West wide receivers: DeAnthony Arnett (Saginaw, Mich.), Victor Blackwell (Santa Ana, Calif.), George Farmer (Gardena, Calif.), Trey Metoyer (Whitehouse, Texas), Jaxon Shipley (Brownwood, Texas), Kasen Williams (Sammamish, Wash.), Austin Seferian-Jenkins (Gig Harbor, Wash.)
East defensive backs: Wayne Lyons (Fort Lauderdale, Fla.), Gerod Holliman (Miami, Fla.), Corey Moore (Griffin, Ga.), Avery Walls (McDonough, Ga.), Jonathan Rose (Leeds, Ala.), Blake Countess (Olney, Md.), Damian Swann (Atlanta, Ga.)
On paper, the West wide receivers have an advantage here and this could be one of the ways that team exploits the East in Saturday's game.
Farmer is the nation's top receiver by Rivals.com. Metoyer is a five-star prospect who has moved up the rankings in recent months. Tight end Seferian-Jenkins is 6 feet 7 and 250 pounds, a huge target for the West quarterbacks.
Then the West squad has a nice mix of speed and athleticism in Arnett, who was fantastic in Monday's practices, Blackwell, Shipley and Williams. Shipley runs great routes and catches almost everything thrown his way.
Blackwell, committed to USC, and Williams, a Washington pledge, have breakaway ability and both had quality senior seasons.
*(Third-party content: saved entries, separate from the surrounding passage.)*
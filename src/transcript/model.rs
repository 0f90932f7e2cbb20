//! Data model produced by the transcript parser.

use chrono::{DateTime, Utc};
use serde::{Deserialize, Serialize};
use std::collections::BTreeMap;
use std::fmt;

/// Title used when a transcript has no `#title=` directive.
pub const DEFAULT_TITLE: &str = "Chat";

/// Transcript-wide settings taken from directive lines.
#[derive(Debug, Clone, PartialEq, Eq, Serialize, Deserialize)]
pub struct TranscriptConfig {
    pub title: String,
    /// Raw CSS background value, or a `url("...")` expression for images.
    pub theme: String,
    /// Set by a trailing `,dark` on the theme directive.
    pub dark: bool,
}

impl Default for TranscriptConfig {
    fn default() -> Self {
        Self {
            title: DEFAULT_TITLE.to_string(),
            theme: String::new(),
            dark: false,
        }
    }
}

/// Which side of the conversation a participant's bubbles sit on.
#[derive(Debug, Clone, Copy, Default, PartialEq, Eq, Serialize, Deserialize)]
pub enum Side {
    #[default]
    Left,
    Right,
}

impl Side {
    /// Parse the single-letter side token used in declarations.
    pub fn from_token(token: &str) -> Option<Self> {
        match token {
            "L" => Some(Side::Left),
            "R" => Some(Side::Right),
            _ => None,
        }
    }

    pub fn as_str(&self) -> &'static str {
        match self {
            Side::Left => "L",
            Side::Right => "R",
        }
    }
}

impl fmt::Display for Side {
    fn fmt(&self, f: &mut fmt::Formatter<'_>) -> fmt::Result {
        f.write_str(self.as_str())
    }
}

/// A declared speaker.
#[derive(Debug, Clone, PartialEq, Eq, Serialize, Deserialize)]
pub struct Participant {
    pub handle: String,
    pub display_name: String,
    pub avatar: String,
    /// `None` when no valid `col:` parameter was given.
    pub accent_color: Option<String>,
    pub side: Side,
}

impl Participant {
    /// Participant with every field at its default for `handle`.
    ///
    /// Also used by consumers for speakers that were never declared.
    pub fn fallback(handle: &str) -> Self {
        Self {
            handle: handle.to_string(),
            display_name: handle.to_string(),
            avatar: default_avatar(handle),
            accent_color: None,
            side: Side::Left,
        }
    }
}

/// Derive an avatar glyph from a handle.
///
/// Prefers the first CJK ideograph, then the first ASCII letter (upcased),
/// then whatever the first character is.
pub fn default_avatar(handle: &str) -> String {
    if let Some(c) = handle.chars().find(|c| ('\u{4e00}'..='\u{9fff}').contains(c)) {
        return c.to_string();
    }
    if let Some(c) = handle.chars().find(|c| c.is_ascii_alphabetic()) {
        return c.to_ascii_uppercase().to_string();
    }
    handle.chars().next().map(String::from).unwrap_or_default()
}

/// Reference from a reply to the message it quotes.
#[derive(Debug, Clone, PartialEq, Eq, Serialize, Deserialize)]
#[serde(untagged)]
pub enum QuotedRef {
    Id(u64),
    Label(String),
}

impl QuotedRef {
    /// Interpret a quote token: purely numeric tokens are message ids.
    pub fn from_token(token: &str) -> Self {
        let token = token.trim();
        if !token.is_empty() && token.bytes().all(|b| b.is_ascii_digit()) {
            if let Ok(id) = token.parse() {
                return QuotedRef::Id(id);
            }
        }
        QuotedRef::Label(token.to_string())
    }
}

/// One message of the conversation.
#[derive(Debug, Clone, PartialEq, Eq, Serialize, Deserialize)]
pub struct Message {
    pub id: u64,
    pub speaker: String,
    /// Markdown body with code fences restored.
    pub body: String,
    pub custom_color: Option<String>,
    pub quoted: Option<QuotedRef>,
    /// Capture time of the parse call, not read from the input.
    pub created_at: DateTime<Utc>,
}

impl Message {
    /// Short label for the quoted message, e.g. `#3` or the free-text label.
    pub fn quote_label(&self) -> Option<String> {
        self.quoted.as_ref().map(|q| match q {
            QuotedRef::Id(id) => format!("#{}", id),
            QuotedRef::Label(label) => label.clone(),
        })
    }
}

/// Full parse result.
#[derive(Debug, Clone, Default, PartialEq, Eq, Serialize, Deserialize)]
pub struct Conversation {
    pub config: TranscriptConfig,
    pub participants: BTreeMap<String, Participant>,
    pub messages: Vec<Message>,
}

impl Conversation {
    /// Look up the declared participant for a speaker handle.
    pub fn participant_for(&self, handle: &str) -> Option<&Participant> {
        self.participants.get(handle)
    }

    /// Declared participant, or a default one for undeclared speakers.
    pub fn participant_or_fallback(&self, handle: &str) -> Participant {
        self.participant_for(handle)
            .cloned()
            .unwrap_or_else(|| Participant::fallback(handle))
    }

    /// First message carrying `id`. Duplicate ids resolve to the earliest.
    pub fn find_message(&self, id: u64) -> Option<&Message> {
        self.messages.iter().find(|m| m.id == id)
    }

    /// The message a reply points at, if the reference is an id that exists.
    pub fn quoted_message(&self, message: &Message) -> Option<&Message> {
        match message.quoted {
            Some(QuotedRef::Id(id)) => self.find_message(id),
            _ => None,
        }
    }
}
With so many options for the West quarterbacks, this is one of the areas where there seems to be a distinct advantage and it's going to be difficult to slow the West receivers.
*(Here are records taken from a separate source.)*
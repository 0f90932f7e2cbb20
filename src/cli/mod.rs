//! Subcommand implementations for the `chatblock` binary.

mod watch;

pub use watch::{run_watch, summarize, TranscriptWatcher};

use crate::config::{Config, OutputFormat};
use crate::markdown::extract_blocks;
use crate::transcript::{Conversation, Diagnostic, ParseError, ParseReport, TranscriptParser};
use anyhow::{Context, Result};
use serde::Serialize;
use std::fs;
use std::io::{self, Read, Write};
use std::path::Path;

/// How results are written to stdout.
#[derive(Debug, Clone, Copy, PartialEq, Eq)]
pub struct OutputOptions {
    pub format: OutputFormat,
    pub pretty: bool,
}

impl OutputOptions {
    /// Config defaults overridden by command-line flags.
    pub fn resolve(config: &Config, format: Option<OutputFormat>, compact: bool) -> Self {
        Self {
            format: format.unwrap_or_else(|| config.output()),
            pretty: config.pretty() && !compact,
        }
    }
}

/// One parsed block of a markdown note.
#[derive(Debug, Serialize)]
pub struct ExtractedBlock {
    pub index: usize,
    pub line: usize,
    pub conversation: Conversation,
}

/// Read a whole file, or stdin when `path` is `-`.
pub fn read_source(path: &Path) -> Result<Vec<u8>> {
    if path.as_os_str() == "-" {
        let mut buf = Vec::new();
        io::stdin()
            .read_to_end(&mut buf)
            .context("Failed to read transcript from stdin")?;
        return Ok(buf);
    }
    fs::read(path).with_context(|| format!("Failed to read {}", path.display()))
}

fn decode(bytes: &[u8], path: &Path) -> Result<String> {
    let text = std::str::from_utf8(bytes)
        .map_err(ParseError::from)
        .with_context(|| format!("Cannot parse {}", path.display()))?;
    Ok(text.to_string())
}

/// Serialize `value` in the requested format.
pub fn render<T: Serialize>(value: &T, output: OutputOptions) -> Result<String> {
    let mut text = match (output.format, output.pretty) {
        (OutputFormat::Json, true) => serde_json::to_string_pretty(value)?,
        (OutputFormat::Json, false) => serde_json::to_string(value)?,
        (OutputFormat::Yaml, _) => serde_yaml::to_string(value)?,
    };
    if !text.ends_with('\n') {
        text.push('\n');
    }
    Ok(text)
}

fn emit(text: &str) -> Result<()> {
    let mut stdout = io::stdout().lock();
    stdout
        .write_all(text.as_bytes())
        .context("Failed to write output")?;
    stdout.flush().context("Failed to write output")
}

/// `chatblock parse`: print the conversation.
pub fn run_parse(path: &Path, config: &Config, output: OutputOptions) -> Result<()> {
    let bytes = read_source(path)?;
    let source = decode(&bytes, path)?;
    let conversation = TranscriptParser::with_options(config.parser_options()).parse(&source);
    emit(&render(&conversation, output)?)
}

/// Parse every chat block of a markdown note.
pub fn extract_conversations(markdown: &str, config: &Config) -> Vec<ExtractedBlock> {
    let parser = TranscriptParser::with_options(config.parser_options());
    extract_blocks(markdown, &config.block_languages())
        .into_iter()
        .map(|block| ExtractedBlock {
            index: block.index,
            line: block.line,
            conversation: parser.parse(&block.source),
        })
        .collect()
}

/// `chatblock extract`: print `{ index, line, conversation }` per chat block.
pub fn run_extract(path: &Path, config: &Config, output: OutputOptions) -> Result<()> {
    let bytes = read_source(path)?;
    let markdown = decode(&bytes, path)?;
    let blocks = extract_conversations(&markdown, config);
    emit(&render(&blocks, output)?)
}

/// Parse and collect diagnostics for `check`.
pub fn check_source(source: &str, config: &Config) -> ParseReport {
    TranscriptParser::with_options(config.parser_options()).parse_report(source)
}

/// Format diagnostics one per line.
pub fn format_diagnostics(diagnostics: &[Diagnostic]) -> String {
    diagnostics.iter().map(|d| format!("{d}\n")).collect()
}

/// `chatblock check`: print diagnostics. Returns how many were found.
pub fn run_check(path: &Path, config: &Config) -> Result<usize> {
    let bytes = read_source(path)?;
    let source = decode(&bytes, path)?;
    let report = check_source(&source, config);
    emit(&format_diagnostics(&report.diagnostics))?;
    Ok(report.diagnostics.len())
}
The East defensive backs will be competitive but they're going to have their hands full.
The tallest one is Rose at 6 feet 2 but he struggled at times during Monday's workout. With so much size and speed on the West, the East will have to find ways to jam them at the line or always have a safety over the top to make sure the deep threat is at least limited.
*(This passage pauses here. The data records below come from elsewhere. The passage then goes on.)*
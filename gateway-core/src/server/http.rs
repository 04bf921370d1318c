//! Minimal HTTP/1.1 request and response plumbing
//!
//! The gateway terminates its own HTTP on the raw (or TLS-wrapped) stream:
//! a request line, headers up to a blank line, then an optional
//! Content-Length body. That is all the auth surface needs, and it keeps
//! the WebSocket upgrade in the same hands as the cookie check.

use subtle::ConstantTimeEq;
use tokio::io::{AsyncRead, AsyncReadExt, AsyncWrite, AsyncWriteExt};

use crate::error::GatewayError;
use crate::store::sessions::SESSION_TTL_MS;
use crate::SESSION_COOKIE;

/// Upper bound on the header block.
const MAX_HEADER_BYTES: usize = 16 * 1024;

/// A parsed request.
#[derive(Debug)]
pub struct Request {
    pub method: String,
    pub path: String,
    pub query: Option<String>,
    /// Header names lowercased at parse time
    pub headers: Vec<(String, String)>,
    pub body: Vec<u8>,
}

impl Request {
    pub fn header(&self, name: &str) -> Option<&str> {
        let needle = name.to_lowercase();
        self.headers
            .iter()
            .find(|(k, _)| *k == needle)
            .map(|(_, v)| v.as_str())
    }

    /// Value of a cookie from the `Cookie` header.
    pub fn cookie(&self, name: &str) -> Option<String> {
        let header = self.header("cookie")?;
        for pair in header.split(';') {
            let (k, v) = pair.trim().split_once('=')?;
            if k == name {
                return Some(v.to_string());
            }
        }
        None
    }

    /// Naive query-string lookup (`?token=...`), enough for the legacy
    /// WebSocket token.
    pub fn query_param(&self, name: &str) -> Option<String> {
        for pair in self.query.as_deref()?.split('&') {
            let (k, v) = pair.split_once('=')?;
            if k == name {
                return Some(v.to_string());
            }
        }
        None
    }

    pub fn json_body(&self) -> Result<serde_json::Value, GatewayError> {
        serde_json::from_slice(&self.body)
            .map_err(|_| GatewayError::InvalidInput("request body is not valid JSON".to_string()))
    }

    /// Whether this request asks for a WebSocket upgrade.
    pub fn is_websocket_upgrade(&self) -> bool {
        self.header("upgrade")
            .map(|v| v.eq_ignore_ascii_case("websocket"))
            .unwrap_or(false)
    }
}

/// Read one request off the stream. The body is bounded by `max_body`.
pub async fn read_request<S>(stream: &mut S, max_body: usize) -> Result<Request, GatewayError>
where
    S: AsyncRead + Unpin,
{
    // Accumulate until the blank line ending the header block
    let mut buf: Vec<u8> = Vec::with_capacity(1024);
    let header_end = loop {
        if let Some(pos) = find_header_end(&buf) {
            break pos;
        }
        if buf.len() > MAX_HEADER_BYTES {
            return Err(GatewayError::InvalidInput("request headers too large".to_string()));
        }
        let mut chunk = [0u8; 4096];
        let n = stream.read(&mut chunk).await?;
        if n == 0 {
            return Err(GatewayError::InvalidInput("connection closed mid-request".to_string()));
        }
        buf.extend_from_slice(&chunk[..n]);
    };

    let head = std::str::from_utf8(&buf[..header_end])
        .map_err(|_| GatewayError::InvalidInput("request headers are not UTF-8".to_string()))?;
    let mut lines = head.split("\r\n");

    let request_line = lines
        .next()
        .ok_or_else(|| GatewayError::InvalidInput("empty request".to_string()))?;
    let mut parts = request_line.split_whitespace();
    let method = parts
        .next()
        .ok_or_else(|| GatewayError::InvalidInput("missing method".to_string()))?
        .to_uppercase();
    let target = parts
        .next()
        .ok_or_else(|| GatewayError::InvalidInput("missing request target".to_string()))?;
    let (path, query) = match target.split_once('?') {
        Some((path, query)) => (path.to_string(), Some(query.to_string())),
        None => (target.to_string(), None),
    };

    let mut headers = Vec::new();
    for line in lines {
        if line.is_empty() {
            continue;
        }
        if let Some((name, value)) = line.split_once(':') {
            headers.push((name.trim().to_lowercase(), value.trim().to_string()));
        }
    }

    let content_length = headers
        .iter()
        .find(|(k, _)| k == "content-length")
        .and_then(|(_, v)| v.parse::<usize>().ok())
        .unwrap_or(0);
    if content_length > max_body {
        return Err(GatewayError::InvalidInput("request body too large".to_string()));
    }

    let mut body = buf[header_end + 4..].to_vec();
    while body.len() < content_length {
        let mut chunk = vec![0u8; (content_length - body.len()).min(64 * 1024)];
        let n = stream.read(&mut chunk).await?;
        if n == 0 {
            return Err(GatewayError::InvalidInput("connection closed mid-body".to_string()));
        }
        body.extend_from_slice(&chunk[..n]);
    }
    body.truncate(content_length);

    Ok(Request {
        method,
        path,
        query,
        headers,
        body,
    })
}

fn find_header_end(buf: &[u8]) -> Option<usize> {
    buf.windows(4).position(|w| w == b"\r\n\r\n")
}

/// A response under construction.
#[derive(Debug)]
pub struct Response {
    pub status: u16,
    pub headers: Vec<(String, String)>,
    pub body: Vec<u8>,
}

impl Response {
    pub fn new(status: u16) -> Self {
        Response {
            status,
            headers: Vec::new(),
            body: Vec::new(),
        }
    }

    pub fn json(status: u16, value: &serde_json::Value) -> Self {
        let body = serde_json::to_vec(value).unwrap_or_else(|_| b"{}".to_vec());
        Response::new(status)
            .header("Content-Type", "application/json")
            .with_body(body)
    }

    pub fn html(status: u16, body: String) -> Self {
        Response::new(status)
            .header("Content-Type", "text/html; charset=utf-8")
            .with_body(body.into_bytes())
    }

    pub fn header(mut self, name: &str, value: &str) -> Self {
        self.headers.push((name.to_string(), value.to_string()));
        self
    }

    pub fn with_body(mut self, body: Vec<u8>) -> Self {
        self.body = body;
        self
    }

    /// Serialize and write the response.
    pub async fn write_to<S>(&self, stream: &mut S) -> std::io::Result<()>
    where
        S: AsyncWrite + Unpin,
    {
        let mut out = format!(
            "HTTP/1.1 {} {}\r\n",
            self.status,
            status_text(self.status)
        );
        for (name, value) in &self.headers {
            out.push_str(&format!("{name}: {value}\r\n"));
        }
        out.push_str(&format!("Content-Length: {}\r\n", self.body.len()));
        out.push_str("Connection: close\r\n\r\n");

        stream.write_all(out.as_bytes()).await?;
        stream.write_all(&self.body).await?;
        stream.flush().await
    }
}

pub fn status_text(status: u16) -> &'static str {
    match status {
        200 => "OK",
        101 => "Switching Protocols",
        400 => "Bad Request",
        401 => "Unauthorized",
        403 => "Forbidden",
        404 => "Not Found",
        405 => "Method Not Allowed",
        409 => "Conflict",
        429 => "Too Many Requests",
        _ => "Internal Server Error",
    }
}

/// `Set-Cookie` value for the session cookie. `max_age` of zero clears it.
pub fn session_cookie(session_id: &str, secure: bool, max_age_secs: u64) -> String {
    let mut cookie = format!(
        "{SESSION_COOKIE}={session_id}; Path=/; HttpOnly; SameSite=Strict; Max-Age={max_age_secs}"
    );
    if secure {
        cookie.push_str("; Secure");
    }
    cookie
}

/// Default cookie lifetime in seconds, matching the session TTL.
pub fn cookie_max_age_secs() -> u64 {
    SESSION_TTL_MS / 1000
}

/// Constant-time string comparison for CSRF tokens.
pub fn constant_time_eq(a: &str, b: &str) -> bool {
    a.len() == b.len() && bool::from(a.as_bytes().ct_eq(b.as_bytes()))
}

/// Map an error to its wire response.
pub fn error_response(err: &GatewayError) -> Response {
    let status = err.http_status();
    let mut response = Response::json(
        status,
        &serde_json::json!({"ok": false, "error": err.public_message()}),
    );
    if let GatewayError::RateLimited { retry_after_ms } = err {
        let secs = retry_after_ms.div_ceil(1000);
        response = response.header("Retry-After", &secs.to_string());
    }
    response
}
Holliman was impressive during Monday's practice and kept up stride for stride with speedy Miles Shuler on a few pass plays so he could have the ability to shut down some West receivers. Lyons has good ball skills and even though Walls isn't the biggest prospect in the world he can pack a punch.
Countess, Moore and Swann are also aggressive defensive backs who can make plays so that will be crucial when the West opens up its passing attack.
Still, the West wide receivers might have too much firepower and this seems like one of the biggest mismatches in the entire game at least on paper. Sure, they all cannot be on the field at the same time but with so many combinations of talented receivers, the West has the big advantage in this matchup against the East defensive backs.